What HAY just published
HAY’s debut set covers four seating families, all under MasterFormat 12 52 13 Chairs. The portfolio includes About A Chair, About A Lounge, About A Stool, and Soft Edge, each issued as a product‑family declaration that lets specifiers cover many variants with one document. The first went live in May 2025, with additional chair families following in June 2025. All four are published with NSF International as the program operator and are current through 2030.
Why this matters in the spec world
Furniture often flies under the radar in carbon accounting until a late submittal stops the show. A product‑specific, third‑party verified EPD replaces conservative defaults with defendable numbers, which removes penalties many projects apply when no EPD is available. Think of the PCR as the Monopoly rulebook and the EPD as your scorecard. If the score is missing, teams hesitate.
Where HAY plays
HAY designs modern furniture for homes, workplaces, education, and hospitality, with a strong contract footprint for seating. Chairs like About A Chair and Soft Edge appear in cafes, meeting rooms, and lecture halls as frequently as they do at home.
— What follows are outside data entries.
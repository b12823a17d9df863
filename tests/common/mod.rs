//! Shared test utilities: scripted upstream sources and polling helpers.

#![allow(dead_code)]

use std::collections::VecDeque;
use std::sync::atomic::{AtomicUsize, Ordering};
use std::sync::{Arc, Mutex};
use std::time::Duration;

use async_trait::async_trait;
use tokio::sync::Semaphore;

use udf_feed::config::CatalogConfig;
use udf_feed::graph::{CandleQuery, CandleSource, PairSource};
use udf_feed::models::{CandleRecord, PairRecord, TokenRef};
use udf_feed::{Result, UdfError};

/// Builds a pair whose token ids are derived from the token symbols.
pub fn pair(base: &str, quote: &str) -> PairRecord {
    PairRecord::new(
        TokenRef::new(format!("0x{}", base.to_lowercase()), base),
        TokenRef::new(format!("0x{}", quote.to_lowercase()), quote),
    )
}

/// Fast catalog timings for tests.
pub fn fast_catalog_config() -> CatalogConfig {
    CatalogConfig {
        refresh_interval: Duration::from_millis(40),
        retry_delay: Duration::from_millis(20),
        fetch_timeout: Duration::from_secs(1),
    }
}

/// Polls `cond` every few milliseconds until it holds or a second passes.
pub async fn wait_until<F: Fn() -> bool>(cond: F) -> bool {
    tokio::time::timeout(Duration::from_secs(1), async {
        while !cond() {
            tokio::time::sleep(Duration::from_millis(5)).await;
        }
    })
    .await
    .is_ok()
}

/// Pair source replaying a script of responses.
///
/// Each fetch consumes the next step; the last step repeats forever. When
/// gated, every fetch waits for a permit released with [`release`].
///
/// [`release`]: ScriptedPairs::release
pub struct ScriptedPairs {
    script: Mutex<VecDeque<std::result::Result<Vec<PairRecord>, String>>>,
    calls: AtomicUsize,
    gate: Option<Semaphore>,
}

impl ScriptedPairs {
    pub fn new(script: Vec<std::result::Result<Vec<PairRecord>, String>>) -> Arc<Self> {
        Arc::new(Self {
            script: Mutex::new(script.into()),
            calls: AtomicUsize::new(0),
            gate: None,
        })
    }

    pub fn gated(script: Vec<std::result::Result<Vec<PairRecord>, String>>) -> Arc<Self> {
        Arc::new(Self {
            script: Mutex::new(script.into()),
            calls: AtomicUsize::new(0),
            gate: Some(Semaphore::new(0)),
        })
    }

    /// Always returns the same pairs.
    pub fn fixed(pairs: Vec<PairRecord>) -> Arc<Self> {
        Self::new(vec![Ok(pairs)])
    }

    /// Lets `n` gated fetches proceed.
    pub fn release(&self, n: usize) {
        if let Some(gate) = &self.gate {
            gate.add_permits(n);
        }
    }

    /// Number of fetches started so far.
    pub fn calls(&self) -> usize {
        self.calls.load(Ordering::SeqCst)
    }

    fn next_step(&self) -> std::result::Result<Vec<PairRecord>, String> {
        let mut script = self.script.lock().unwrap();
        if script.len() > 1 {
            script.pop_front().unwrap()
        } else {
            script.front().cloned().unwrap_or_else(|| Ok(Vec::new()))
        }
    }
}

#[async_trait]
impl PairSource for ScriptedPairs {
    async fn fetch_pairs(&self) -> Result<Vec<PairRecord>> {
        self.calls.fetch_add(1, Ordering::SeqCst);
        if let Some(gate) = &self.gate {
            gate.acquire().await.unwrap().forget();
        }
        self.next_step().map_err(UdfError::Upstream)
    }
}

/// How the first fetch of a [`FaultyPairs`] misbehaves.
#[derive(Debug, Clone, Copy)]
pub enum Fault {
    /// Never completes.
    Hang,
    /// Panics inside the fetch.
    Panic,
}

/// Pair source whose first fetch hangs or panics; later fetches return
/// `pairs`.
pub struct FaultyPairs {
    fault: Fault,
    pairs: Vec<PairRecord>,
    calls: AtomicUsize,
}

impl FaultyPairs {
    pub fn new(fault: Fault, pairs: Vec<PairRecord>) -> Arc<Self> {
        Arc::new(Self {
            fault,
            pairs,
            calls: AtomicUsize::new(0),
        })
    }

    pub fn calls(&self) -> usize {
        self.calls.load(Ordering::SeqCst)
    }
}

#[async_trait]
impl PairSource for FaultyPairs {
    async fn fetch_pairs(&self) -> Result<Vec<PairRecord>> {
        if self.calls.fetch_add(1, Ordering::SeqCst) == 0 {
            match self.fault {
                Fault::Hang => std::future::pending::<()>().await,
                Fault::Panic => panic!("pair index returned garbage"),
            }
        }
        Ok(self.pairs.clone())
    }
}

/// Candle source returning a fixed response and recording every query.
pub struct RecordingCandles {
    response: std::result::Result<Vec<CandleRecord>, String>,
    queries: Mutex<Vec<CandleQuery>>,
}

impl RecordingCandles {
    pub fn returning(candles: Vec<CandleRecord>) -> Arc<Self> {
        Arc::new(Self {
            response: Ok(candles),
            queries: Mutex::new(Vec::new()),
        })
    }

    pub fn failing(message: &str) -> Arc<Self> {
        Arc::new(Self {
            response: Err(message.to_string()),
            queries: Mutex::new(Vec::new()),
        })
    }

    pub fn queries(&self) -> Vec<CandleQuery> {
        self.queries.lock().unwrap().clone()
    }
}

#[async_trait]
impl CandleSource for RecordingCandles {
    async fn fetch_candles(&self, query: &CandleQuery) -> Result<Vec<CandleRecord>> {
        self.queries.lock().unwrap().push(query.clone());
        self.response.clone().map_err(UdfError::Upstream)
    }
}

/// Decodes candles from their subgraph JSON form.
pub fn candles_from_json(json: serde_json::Value) -> Vec<CandleRecord> {
    serde_json::from_value(json).expect("valid candle fixture")
}
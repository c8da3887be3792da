// SPDX-License-Identifier: BUSL-1.1
// Copyright (c) 2026 Alfred Jean LLC

// Allow panic!/unwrap/expect in test code
#![cfg_attr(test, allow(clippy::panic))]
#![cfg_attr(test, allow(clippy::unwrap_used))]
#![cfg_attr(test, allow(clippy::expect_used))]

//! Command tree dispatch.
//!
//! Commands are registered as a tree of literal keywords and typed
//! arguments. Input is matched against the tree by a backtracking parser
//! that prefers exact literals over arguments and full matches over partial
//! ones, then executed through any redirects and forks it passed.
//!
//! - [`literal`] / [`argument`]: build grammar nodes fluently
//! - [`Dispatcher`]: register, parse, execute
//! - [`ParseResults`]: what a parse matched and where it stopped
//! - [`CommandContext`]: what a handler sees
//! - [`ContextChain`]: the redirect stages behind one execution
//! - [`ResultConsumer`]: per-invocation completion notifications
//!
//! # Quick Start
//!
//! ```
//! use cmdtree_dispatch::{argument, literal, Dispatcher};
//! use cmdtree_reader::{integer_range, word};
//!
//! let mut dispatcher = Dispatcher::<String>::new();
//! dispatcher.register(
//!     literal("give").then(
//!         argument("item", word()).then(
//!             argument("count", integer_range(1, 64)).executes(|ctx| {
//!                 let item = ctx.get_string("item")?;
//!                 assert_eq!(item, "apple");
//!                 ctx.get_integer("count")
//!             }),
//!         ),
//!     ),
//! )?;
//!
//! assert_eq!(dispatcher.execute_input("give apple 12", "steve".into())?, 12);
//!
//! let err = dispatcher.execute_input("give apple 99", "steve".into()).unwrap_err();
//! assert_eq!(
//!     err.to_string(),
//!     "Integer must not be more than 64, found 99 at position 11: ...ive apple <--[HERE]"
//! );
//! # Ok::<(), Box<dyn std::error::Error>>(())
//! ```

mod builder;
mod chain;
mod consumer;
mod context;
mod dispatcher;
mod error;
mod node;
mod parse;

pub use builder::{argument, literal, ArgumentBuilder};
pub use chain::{ContextChain, Stage};
pub use consumer::{NoopConsumer, ResultConsumer};
pub use context::{CommandContext, CommandContextBuilder, ParsedArgument, ParsedCommandNode};
pub use dispatcher::Dispatcher;
pub use error::{BuildError, ChainError, CommandError};
pub use node::{
    Command, CommandNode, NodeKind, NodeRef, RedirectModifier, Requirement, ARGUMENT_SEPARATOR,
};
pub use parse::ParseResults;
That cross‑over makes a single, family‑level EPD especially useful for dealers and A&D libraries managing dozens of variants.
Work for HAY or competing brands like Steelcase or Vitra?
Follow us for a product-by-product competitive analysis that reveals which chair families get spec'd and where EPD gaps may impact your bids.
Competitive snapshot
Steelcase currently lists a broad set of chair EPDs across multiple models, verified by NSF International. That is deep, category‑leading coverage for office seating and a clear benchmark HAY now meets on documentation.
Vitra shows current EPDs for ACX Soft Office Seating and Tyde 2 tables with SCS Global Services as the operator. Coverage is meaningful yet narrower in seating than the largest North American office brands, which gives HAY room to match or leapfrog on specific families used in flexible office or education.
Arper has a current EPD for the Juno eco chair under EPD International AB. It signals progress in design‑led seating, though the visible set is smaller. HAY’s four‑family release lands well within the first tier for design‑forward European brands.
Program operator choice in context
HAY’s decision to publish with NSF International fits how many North American furniture EPDs are verified today. Operator selection rarely changes the math, but it does streamline reviewer comfort and database visibility when your competitors sit with the same operator. Consistency makes side‑by‑side comparisons faster in bids.
Scope notes buyers will care about
- The declarations are labeled by product family rather than a single SKU. That typically helps estimators cover common shells, bases, and upholstery options under one document.
- All four items sit within the same MasterFormat section, which simplifies material schedules, division‑12 submittals, and renewals down the road.
Visibility check on HAY’s website
We looked for the new EPDs on hay.com and did not find public download links on the sustainability pages at the time of writing. Visibility matters because many procurement teams start with the manufacturer site before hunting registries. Add an EPD section under Sustainability or Product Downloads so dealers and architects can grab the files without email chases. It’s a small edit that pays back quickly.
What this unlocks next
HAY has entered the transparency arena for seating. For projects that expect product‑specific EPDs, these four families turn a potential no‑go into a clean yes. The next commercial lever is simple. Keep expanding coverage across high‑volume variants and make the files easy to find. Great design sells. Documented design gets specified more often, which is the whole point of this work. One tiny tip to close it out. Double‑check internal SKUs map cleanly to what the EPDs cover, so submittals never get stuck on a naming mismatch. That kind of transperency saves time for everyone.